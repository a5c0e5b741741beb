// Renders lookup results as annotated text
use crate::customize::Dictionary;
use crate::lookup::{CharCandidates, CharReading};
use crate::trie::Lexicon;
use serde::{Deserialize, Serialize};
use std::str::FromStr;

#[derive(Debug, Clone, Serialize, Deserialize)]
pub struct AnnotationConfig {
    pub output_format: OutputFormat,
    pub show_alternatives: bool,
}

#[derive(Debug, Clone, Copy, PartialEq, Eq, Serialize, Deserialize)]
pub enum OutputFormat {
    Inline,   // 我(ngo5)係(hai6)
    Json,     // {"characters": [{"character": "我", "jyutping": "ngo5"}]}
    Brackets, // 我[ngo5]係[hai6]
    Ruby,     // <ruby>我<rt>ngo5</rt></ruby>
    Table,    // Tabular format for analysis
}

impl FromStr for OutputFormat {
    type Err = String;

    fn from_str(s: &str) -> Result<Self, Self::Err> {
        match s {
            "inline" => Ok(OutputFormat::Inline),
            "json" => Ok(OutputFormat::Json),
            "brackets" => Ok(OutputFormat::Brackets),
            "ruby" => Ok(OutputFormat::Ruby),
            "table" => Ok(OutputFormat::Table),
            other => Err(format!("unknown output format: {other}")),
        }
    }
}

impl Default for AnnotationConfig {
    fn default() -> Self {
        Self {
            output_format: OutputFormat::Inline,
            show_alternatives: false,
        }
    }
}

#[derive(Debug, Clone, PartialEq, Eq, Serialize, Deserialize)]
pub struct AnnotatedChar {
    pub character: char,
    pub jyutping: Option<String>,
    /// Other readings offered for this character, excluding `jyutping`.
    pub alternatives: Vec<String>,
    pub position: usize,
}

pub struct Annotator {
    dictionary: Dictionary,
    config: AnnotationConfig,
}

impl Annotator {
    pub fn new(dictionary: Dictionary, config: AnnotationConfig) -> Self {
        Self { dictionary, config }
    }

    pub fn annotate(&self, text: &str) -> Vec<AnnotatedChar> {
        let readings = self.dictionary.get(text);
        let alternatives: Vec<Vec<String>> = if self.config.show_alternatives {
            self.dictionary
                .get_all(text)
                .into_iter()
                .map(|c| c.candidates)
                .collect()
        } else {
            vec![Vec::new(); readings.len()]
        };

        readings
            .into_iter()
            .zip(alternatives)
            .enumerate()
            .map(|(position, (CharReading { character, jyutping }, mut others))| {
                if let Some(chosen) = &jyutping {
                    others.retain(|candidate| candidate != chosen);
                }
                AnnotatedChar {
                    character,
                    jyutping,
                    alternatives: others,
                    position,
                }
            })
            .collect()
    }

    /// Per-character candidate lists, one line each.
    pub fn candidates(&self, text: &str) -> String {
        let mut result = String::new();
        for CharCandidates {
            character,
            candidates,
        } in self.dictionary.get_all(text)
        {
            if candidates.is_empty() {
                result.push_str(&format!("{character}\t-\n"));
            } else {
                result.push_str(&format!("{character}\t{}\n", candidates.join(" ")));
            }
        }
        result
    }

    pub fn format_output(&self, chars: &[AnnotatedChar]) -> String {
        match self.config.output_format {
            OutputFormat::Inline => self.format_inline(chars),
            OutputFormat::Json => self.format_json(chars),
            OutputFormat::Brackets => self.format_brackets(chars),
            OutputFormat::Ruby => self.format_ruby(chars),
            OutputFormat::Table => self.format_table(chars),
        }
    }

    fn format_inline(&self, chars: &[AnnotatedChar]) -> String {
        let mut result = String::new();

        for annotated in chars {
            result.push(annotated.character);
            let Some(jyutping) = &annotated.jyutping else {
                continue;
            };
            result.push('(');
            result.push_str(jyutping);
            if self.config.show_alternatives && !annotated.alternatives.is_empty() {
                result.push('|');
                result.push_str(&annotated.alternatives.join("|"));
            }
            result.push(')');
        }

        result
    }

    fn format_json(&self, chars: &[AnnotatedChar]) -> String {
        #[derive(Serialize)]
        struct JsonOutput<'a> {
            characters: &'a [AnnotatedChar],
            metadata: JsonMetadata,
        }

        #[derive(Serialize)]
        struct JsonMetadata {
            total_characters: usize,
            annotated_characters: usize,
        }

        let output = JsonOutput {
            characters: chars,
            metadata: JsonMetadata {
                total_characters: chars.len(),
                annotated_characters: chars.iter().filter(|c| c.jyutping.is_some()).count(),
            },
        };

        serde_json::to_string_pretty(&output).unwrap_or_else(|_| "{}".to_string())
    }

    fn format_brackets(&self, chars: &[AnnotatedChar]) -> String {
        let mut result = String::new();

        for annotated in chars {
            result.push(annotated.character);
            if let Some(jyutping) = &annotated.jyutping {
                result.push('[');
                result.push_str(jyutping);
                result.push(']');
            }
        }

        result
    }

    fn format_ruby(&self, chars: &[AnnotatedChar]) -> String {
        let mut result = String::new();

        for annotated in chars {
            match &annotated.jyutping {
                Some(jyutping) => {
                    result.push_str("<ruby>");
                    result.push(annotated.character);
                    result.push_str("<rt>");
                    result.push_str(jyutping);
                    result.push_str("</rt></ruby>");
                }
                None => result.push(annotated.character),
            }
        }

        result
    }

    fn format_table(&self, chars: &[AnnotatedChar]) -> String {
        let mut result = String::new();
        result.push_str("Position\tCharacter\tJyutping\tAlternatives\n");

        for annotated in chars {
            result.push_str(&format!(
                "{}\t{}\t{}\t{}\n",
                annotated.position,
                annotated.character,
                annotated.jyutping.as_deref().unwrap_or("-"),
                annotated.alternatives.join("|")
            ));
        }

        result
    }
}
use std::path::PathBuf;

/// Errors raised while reading, writing, or customizing a pronunciation dictionary.
///
/// Lookups never produce these: a missing entry is reported as an absent reading.
#[derive(Debug, thiserror::Error)]
pub enum DictionaryError {
    #[error("failed to read dictionary {}: {source}", .path.display())]
    Io {
        path: PathBuf,
        #[source]
        source: std::io::Error,
    },
    #[error("unbalanced '}}' at byte {offset}")]
    UnbalancedClose { offset: usize },
    #[error("{open} scope(s) still open at end of input")]
    UnclosedScope { open: usize },
    #[error("unexpected character {ch:?} at byte {offset}")]
    UnexpectedChar { ch: char, offset: usize },
    #[error("pronunciation data at byte {offset} precedes any key character")]
    DataWithoutKey { offset: usize },
    #[error("incomplete candidate at byte {offset}")]
    IncompleteCandidate { offset: usize },
    #[error("syllable id {id} out of range at byte {offset}")]
    SyllableOutOfRange { id: u16, offset: usize },
    #[error("unknown syllable {syllable:?} in entry {key:?}")]
    UnknownSyllable { key: String, syllable: String },
    #[error("candidate {candidate:?} for {key:?} has {found} readings, expected {expected}")]
    ReadingCount {
        key: String,
        candidate: String,
        found: usize,
        expected: usize,
    },
    #[error("invalid customization mapping: {0}")]
    CustomMapping(#[from] serde_json::Error),
    #[error("dictionary source already initialized")]
    AlreadyInitialized,
}

pub type Result<T> = std::result::Result<T, DictionaryError>;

Exercise: I would like the records restated exactly, with every line intact.

Answer to this task:
repository a5c0e5b741741beb
// Renders lookup results as annotated text
use crate::customize::Dictionary;
use crate::lookup::{CharCandidates, CharReading};
use crate::trie::Lexicon;
use serde::{Deserialize, Serialize};
use std::str::FromStr;

#[derive(Debug, Clone, Serialize, Deserialize)]
pub struct AnnotationConfig {
    pub output_format: OutputFormat,
    pub show_alternatives: bool,
}

#[derive(Debug, Clone, Copy, PartialEq, Eq, Serialize, Deserialize)]
pub enum OutputFormat {
    Inline,   // 我(ngo5)係(hai6)
    Json,     // {"characters": [{"character": "我", "jyutping": "ngo5"}]}
    Brackets, // 我[ngo5]係[hai6]
    Ruby,     // <ruby>我<rt>ngo5</rt></ruby>
    Table,    // Tabular format for analysis
}

impl FromStr for OutputFormat {
    type Err = String;

    fn from_str(s: &str) -> Result<Self, Self::Err> {
        match s {
            "inline" => Ok(OutputFormat::Inline),
            "json" => Ok(OutputFormat::Json),
            "brackets" => Ok(OutputFormat::Brackets),
            "ruby" => Ok(OutputFormat::Ruby),
            "table" => Ok(OutputFormat::Table),
            other => Err(format!("unknown output format: {other}")),
        }
    }
}

impl Default for AnnotationConfig {
    fn default() -> Self {
        Self {
            output_format: OutputFormat::Inline,
            show_alternatives: false,
        }
    }
}

#[derive(Debug, Clone, PartialEq, Eq, Serialize, Deserialize)]
pub struct AnnotatedChar {
    pub character: char,
    pub jyutping: Option<String>,
    /// Other readings offered for this character, excluding `jyutping`.
    pub alternatives: Vec<String>,
    pub position: usize,
}

pub struct Annotator {
    dictionary: Dictionary,
    config: AnnotationConfig,
}

impl Annotator {
    pub fn new(dictionary: Dictionary, config: AnnotationConfig) -> Self {
        Self { dictionary, config }
    }

    pub fn annotate(&self, text: &str) -> Vec<AnnotatedChar> {
        let readings = self.dictionary.get(text);
        let alternatives: Vec<Vec<String>> = if self.config.show_alternatives {
            self.dictionary
                .get_all(text)
                .into_iter()
                .map(|c| c.candidates)
                .collect()
        } else {
            vec![Vec::new(); readings.len()]
        };

        readings
            .into_iter()
            .zip(alternatives)
            .enumerate()
            .map(|(position, (CharReading { character, jyutping }, mut others))| {
                if let Some(chosen) = &jyutping {
                    others.retain(|candidate| candidate != chosen);
                }
                AnnotatedChar {
                    character,
                    jyutping,
                    alternatives: others,
                    position,
                }
            })
            .collect()
    }

    /// Per-character candidate lists, one line each.
    pub fn candidates(&self, text: &str) -> String {
        let mut result = String::new();
        for CharCandidates {
            character,
            candidates,
        } in self.dictionary.get_all(text)
        {
            if candidates.is_empty() {
                result.push_str(&format!("{character}\t-\n"));
            } else {
                result.push_str(&format!("{character}\t{}\n", candidates.join(" ")));
            }
        }
        result
    }

    pub fn format_output(&self, chars: &[AnnotatedChar]) -> String {
        match self.config.output_format {
            OutputFormat::Inline => self.format_inline(chars),
            OutputFormat::Json => self.format_json(chars),
            OutputFormat::Brackets => self.format_brackets(chars),
            OutputFormat::Ruby => self.format_ruby(chars),
            OutputFormat::Table => self.format_table(chars),
        }
    }

    fn format_inline(&self, chars: &[AnnotatedChar]) -> String {
        let mut result = String::new();

        for annotated in chars {
            result.push(annotated.character);
            let Some(jyutping) = &annotated.jyutping else {
                continue;
            };
            result.push('(');
            result.push_str(jyutping);
            if self.config.show_alternatives && !annotated.alternatives.is_empty() {
                result.push('|');
                result.push_str(&annotated.alternatives.join("|"));
            }
            result.push(')');
        }

        result
    }

    fn format_json(&self, chars: &[AnnotatedChar]) -> String {
        #[derive(Serialize)]
        struct JsonOutput<'a> {
            characters: &'a [AnnotatedChar],
            metadata: JsonMetadata,
        }

        #[derive(Serialize)]
        struct JsonMetadata {
            total_characters: usize,
            annotated_characters: usize,
        }

        let output = JsonOutput {
            characters: chars,
            metadata: JsonMetadata {
                total_characters: chars.len(),
                annotated_characters: chars.iter().filter(|c| c.jyutping.is_some()).count(),
            },
        };

        serde_json::to_string_pretty(&output).unwrap_or_else(|_| "{}".to_string())
    }

    fn format_brackets(&self, chars: &[AnnotatedChar]) -> String {
        let mut result = String::new();

        for annotated in chars {
            result.push(annotated.character);
            if let Some(jyutping) = &annotated.jyutping {
                result.push('[');
                result.push_str(jyutping);
                result.push(']');
            }
        }

        result
    }

    fn format_ruby(&self, chars: &[AnnotatedChar]) -> String {
        let mut result = String::new();

        for annotated in chars {
            match &annotated.jyutping {
                Some(jyutping) => {
                    result.push_str("<ruby>");
                    result.push(annotated.character);
                    result.push_str("<rt>");
                    result.push_str(jyutping);
                    result.push_str("</rt></ruby>");
                }
                None => result.push(annotated.character),
            }
        }

        result
    }

    fn format_table(&self, chars: &[AnnotatedChar]) -> String {
        let mut result = String::new();
        result.push_str("Position\tCharacter\tJyutping\tAlternatives\n");

        for annotated in chars {
            result.push_str(&format!(
                "{}\t{}\t{}\t{}\n",
                annotated.position,
                annotated.character,
                annotated.jyutping.as_deref().unwrap_or("-"),
                annotated.alternatives.join("|")
            ));
        }

        result
    }
}
use std::path::PathBuf;

/// Errors raised while reading, writing, or customizing a pronunciation dictionary.
///
/// Lookups never produce these: a missing entry is reported as an absent reading.
#[derive(Debug, thiserror::Error)]
pub enum DictionaryError {
    #[error("failed to read dictionary {}: {source}", .path.display())]
    Io {
        path: PathBuf,
        #[source]
        source: std::io::Error,
    },
    #[error("unbalanced '}}' at byte {offset}")]
    UnbalancedClose { offset: usize },
    #[error("{open} scope(s) still open at end of input")]
    UnclosedScope { open: usize },
    #[error("unexpected character {ch:?} at byte {offset}")]
    UnexpectedChar { ch: char, offset: usize },
    #[error("pronunciation data at byte {offset} precedes any key character")]
    DataWithoutKey { offset: usize },
    #[error("incomplete candidate at byte {offset}")]
    IncompleteCandidate { offset: usize },
    #[error("syllable id {id} out of range at byte {offset}")]
    SyllableOutOfRange { id: u16, offset: usize },
    #[error("unknown syllable {syllable:?} in entry {key:?}")]
    UnknownSyllable { key: String, syllable: String },
    #[error("candidate {candidate:?} for {key:?} has {found} readings, expected {expected}")]
    ReadingCount {
        key: String,
        candidate: String,
        found: usize,
        expected: usize,
    },
    #[error("invalid customization mapping: {0}")]
    CustomMapping(#[from] serde_json::Error),
    #[error("dictionary source already initialized")]
    AlreadyInitialized,
}

pub type Result<T> = std::result::Result<T, DictionaryError>;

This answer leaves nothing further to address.